South Carolina receives a “D” grade for preterm birth rating
According to the 2018 Premature Birth Report Card from March of Dimes, South Carolina received a “D” rating for its high premature birth rate of 11.2 percent.
The data for the study was collected in 2017. In order for the birth to be premature, infants must be born before 37 weeks of pregnancy.
Premature births can result in numerous health problems that are detrimental to infant health. This medical issue, and the complications that come with it, is the number one cause of death in children under a year old in the United States, according to a press release from March of Dimes.
The report also states premature birth is the leading cause of infant death worldwide.
“While there is no single cause of preterm birth, research shows that chronic inequities and unequal access to quality health care do have a negative impact on these rates,” the press release reads.
Racial disparities and access to quality health care were noted to have a strong effect on preterm births in the report. Women of color were found to be 50 percent more likely than white women to deliver prematurely and as a result, their children can be up to 130 percent more likely to face fatalities.

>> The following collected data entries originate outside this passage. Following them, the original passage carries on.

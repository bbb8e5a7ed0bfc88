// Copyright (c) 2026 Robert L. Snyder, Sierra Vista, AZ
// Licensed under the MIT License. See LICENSE file in the project root for details.

//! Procedural composition engine.
//!
//! `CompositionEngine::generate` is a pure function of (profile, bars, seed).
//! The seed feeds a ChaCha8 generator; the plan (tempo, meter, key, chord
//! progression) is drawn from one stream and every track from its own
//! stream keyed by track index, so results are reproducible bit-for-bit
//! across platforms and tracks never perturb one another.

pub mod composition;

use rand::rngs::OsRng;
use rand::seq::SliceRandom;
use rand::{Rng, RngCore, SeedableRng};
use rand_chacha::ChaCha8Rng;
use tracing::debug;

use crate::error::{ComposerError, Result};
use crate::generators::{self, chord, GeneratorContext};
use crate::genres::GenreProfile;
use crate::music::{Note, Scale, ScaleType, TimeSignature};

pub use composition::{
    program_for_role, Composition, NoteEvent, Track, TrackKind, DEFAULT_PPQN, DRUM_CHANNEL,
};

/// Stream used for the composition plan; track streams use their index
const PLAN_STREAM: u64 = u64::MAX;

/// Drawn seeds stay below 2^53 so they survive a round trip through JSON numbers
pub const MAX_DRAWN_SEED: u64 = (1 << 53) - 1;

/// Seeded random stream for a given stream id
pub fn stream(seed: u64, id: u64) -> ChaCha8Rng {
    let mut rng = ChaCha8Rng::seed_from_u64(seed);
    rng.set_stream(id);
    rng
}

/// Engine settings
#[derive(Debug, Clone, Copy, PartialEq)]
pub struct EngineConfig {
    /// Ticks per quarter note
    pub ppqn: u32,
    /// Largest accepted bar count
    pub max_bars: u32,
}

impl Default for EngineConfig {
    fn default() -> Self {
        Self {
            ppqn: DEFAULT_PPQN,
            max_bars: 512,
        }
    }
}

/// Deterministic procedural composer
#[derive(Debug, Clone, Default)]
pub struct CompositionEngine {
    config: EngineConfig,
}

impl CompositionEngine {
    pub fn new(config: EngineConfig) -> Self {
        Self { config }
    }

    pub fn config(&self) -> &EngineConfig {
        &self.config
    }

    /// Validate a requested bar count
    pub fn validate_bars(&self, bars: i64) -> Result<u32> {
        if bars <= 0 {
            return Err(ComposerError::validation(format!("bars must be positive, got {}", bars)));
        }
        if bars > self.config.max_bars as i64 {
            return Err(ComposerError::validation(format!(
                "bars must be at most {}, got {}",
                self.config.max_bars, bars
            )));
        }
        Ok(bars as u32)
    }

    /// Generate a composition. A missing seed is drawn from OS entropy and
    /// reported in the result.
    pub fn generate(&self, profile: &GenreProfile, bars: i64, seed: Option<u64>) -> Result<Composition> {
        let bars = self.validate_bars(bars)?;
        let seed = seed.unwrap_or_else(|| OsRng.next_u64() & MAX_DRAWN_SEED);
        let ppqn = self.config.ppqn;

        let mut plan_rng = stream(seed, PLAN_STREAM);
        let (tmin, tmax) = profile.tempo_range;
        let tempo = plan_rng.gen_range(tmin..=tmax);
        let time_signature = *profile
            .time_signatures
            .choose(&mut plan_rng)
            .unwrap_or(&TimeSignature::COMMON);
        let key = Note::from_pitch_class(plan_rng.gen_range(0..12));
        let scale_type = *profile.scales.choose(&mut plan_rng).unwrap_or(&ScaleType::Major);
        let progression =
            chord::plan_progression(profile.chord_complexity, &time_signature, ppqn, bars, &mut plan_rng);

        let ctx = GeneratorContext {
            profile,
            scale: Scale::new(key, scale_type),
            time_signature,
            ppqn,
            bars,
            progression: &progression,
        };
        let length = ctx.length_ticks();

        let mut next_channel = 0u8;
        let mut tracks = Vec::with_capacity(profile.instruments.len());
        for (index, role) in profile.instruments.iter().enumerate() {
            let kind = TrackKind::for_role(role);
            let channel = if kind.is_percussive() {
                DRUM_CHANNEL
            } else {
                if next_channel == DRUM_CHANNEL {
                    next_channel += 1;
                }
                let ch = next_channel.min(15);
                next_channel = next_channel.saturating_add(1);
                ch
            };

            let notes = match generators::for_kind(kind) {
                Some(mut gen) => {
                    let mut rng = stream(seed, index as u64);
                    let raw = gen.generate(&ctx, &mut rng);
                    finalize_notes(raw, channel, length, profile.velocity_range)
                }
                None => Vec::new(),
            };

            tracks.push(Track {
                role: role.clone(),
                kind,
                channel,
                program: if kind.is_percussive() { None } else { program_for_role(role) },
                notes,
            });
        }

        let composition = Composition {
            genre: profile.id.clone(),
            seed,
            bars,
            tempo,
            time_signature,
            ppqn,
            key,
            scale_type,
            tracks,
        };
        debug!(
            genre = %composition.genre,
            seed,
            bars,
            tempo,
            notes = composition.note_count(),
            "composition generated"
        );
        Ok(composition)
    }
}

/// Clip notes to the composition length, clamp velocities, set the channel
/// and sort by start tick.
pub fn finalize_notes(
    notes: Vec<NoteEvent>,
    channel: u8,
    length_ticks: u64,
    velocity_range: (u8, u8),
) -> Vec<NoteEvent> {
    let (vmin, vmax) = velocity_range;
    let mut out: Vec<NoteEvent> = notes
        .into_iter()
        .filter(|n| n.start_tick < length_ticks)
        .map(|mut n| {
            n.duration_ticks = n.duration_ticks.clamp(1, length_ticks - n.start_tick);
            n.velocity = n.velocity.clamp(vmin, vmax);
            n.pitch = n.pitch.min(127);
            n.channel = channel;
            n
        })
        .collect();
    out.sort_by_key(|n| (n.start_tick, n.pitch));
    out
}

#[cfg(test)]
mod tests {
    use super::*;
    use crate::genres::GenreRegistry;

    fn profile(id: &str) -> GenreProfile {
        GenreRegistry::builtin().get(id).unwrap().clone()
    }

    #[test]
    fn test_same_seed_same_composition() {
        let engine = CompositionEngine::default();
        let p = profile("reggaeton");
        let a = engine.generate(&p, 8, Some(42)).unwrap();
        let b = engine.generate(&p, 8, Some(42)).unwrap();
        assert_eq!(a, b);
        assert_eq!(a.seed, 42);
    }

    #[test]
    fn test_different_seeds_differ() {
        let engine = CompositionEngine::default();
        let p = profile("house");
        let a = engine.generate(&p, 4, Some(1)).unwrap();
        let b = engine.generate(&p, 4, Some(2)).unwrap();
        assert_ne!(a.tracks, b.tracks);
    }

    #[test]
    fn test_missing_seed_is_reported() {
        let engine = CompositionEngine::default();
        let p = profile("pop");
        let a = engine.generate(&p, 2, None).unwrap();
        let b = engine.generate(&p, 2, Some(a.seed)).unwrap();
        assert_eq!(a, b);
        assert!(a.seed <= MAX_DRAWN_SEED);
    }

    #[test]
    fn test_bars_validation() {
        let engine = CompositionEngine::default();
        let p = profile("pop");
        assert!(matches!(engine.generate(&p, 0, Some(1)), Err(ComposerError::Validation(_))));
        assert!(matches!(engine.generate(&p, -3, Some(1)), Err(ComposerError::Validation(_))));
        assert!(matches!(engine.generate(&p, 100_000, Some(1)), Err(ComposerError::Validation(_))));
    }

    #[test]
    fn test_ranges_hold_for_all_genres() {
        let engine = CompositionEngine::default();
        for p in GenreRegistry::builtin().profiles() {
            let c = engine.generate(p, 4, Some(7)).unwrap();
            let (tmin, tmax) = p.tempo_range;
            assert!(c.tempo >= tmin && c.tempo <= tmax, "{} tempo", p.id);
            let (vmin, vmax) = p.velocity_range;
            let length = c.length_ticks();
            for track in &c.tracks {
                for n in &track.notes {
                    assert!(n.velocity >= vmin && n.velocity <= vmax, "{} velocity", p.id);
                    assert!(n.duration_ticks > 0);
                    assert!(n.end_tick() <= length, "{} note past end", p.id);
                    assert!(n.pitch <= 127);
                }
            }
        }
    }

    #[test]
    fn test_tracks_follow_instruments() {
        let engine = CompositionEngine::default();
        let p = profile("trap");
        let c = engine.generate(&p, 4, Some(3)).unwrap();
        let roles: Vec<&str> = c.tracks.iter().map(|t| t.role.as_str()).collect();
        assert_eq!(roles, vec!["drums", "808", "lead", "pad", "vocals"]);
        let vocals = &c.tracks[4];
        assert_eq!(vocals.kind, TrackKind::Silent);
        assert!(vocals.notes.is_empty());
        assert_eq!(c.tracks[0].channel, DRUM_CHANNEL);
        assert!(c.tracks.iter().filter(|t| !t.kind.is_percussive()).all(|t| t.channel != DRUM_CHANNEL));
    }

    #[test]
    fn test_track_streams_are_independent() {
        let engine = CompositionEngine::default();
        let full = profile("house");
        let mut trimmed = full.clone();
        trimmed.instruments.truncate(2);
        let a = engine.generate(&full, 4, Some(10)).unwrap();
        let b = engine.generate(&trimmed, 4, Some(10)).unwrap();
        assert_eq!(a.tracks[..2], b.tracks[..2]);
    }

    #[test]
    fn test_finalize_clips_and_clamps() {
        let notes = vec![
            NoteEvent::new(60, 127, 100, 5000),
            NoteEvent::new(62, 1, 0, 10),
            NoteEvent::new(64, 90, 2000, 10),
        ];
        let out = finalize_notes(notes, 2, 1920, (40, 100));
        assert_eq!(out.len(), 2);
        assert_eq!(out[0].velocity, 40);
        assert_eq!(out[1].end_tick(), 1920);
        assert_eq!(out[1].velocity, 100);
        assert!(out.iter().all(|n| n.channel == 2));
    }

    #[test]
    fn test_waltz_uses_three_four() {
        let engine = CompositionEngine::default();
        let c = engine.generate(&profile("waltz"), 4, Some(5)).unwrap();
        assert_eq!(c.time_signature, TimeSignature::new(3, 4).unwrap());
        assert_eq!(c.length_ticks(), 4 * 1440);
    }
}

Overall, the United States received a “C” grade for its preterm birth rating. According to the study, this rating has steadily worsened over the part three years.
“We must all come together to take concrete, commonsense steps to reverse this alarming trend,” says Stacey D. Stewart, president of March of Dimes, in a press release. “Our country’s most important resource is human potential. That begins with ensuring every baby has the healthiest possible start in life, regardless of racial and ethnic background or their family’s income...Birth equity is our goal; it can be reached.”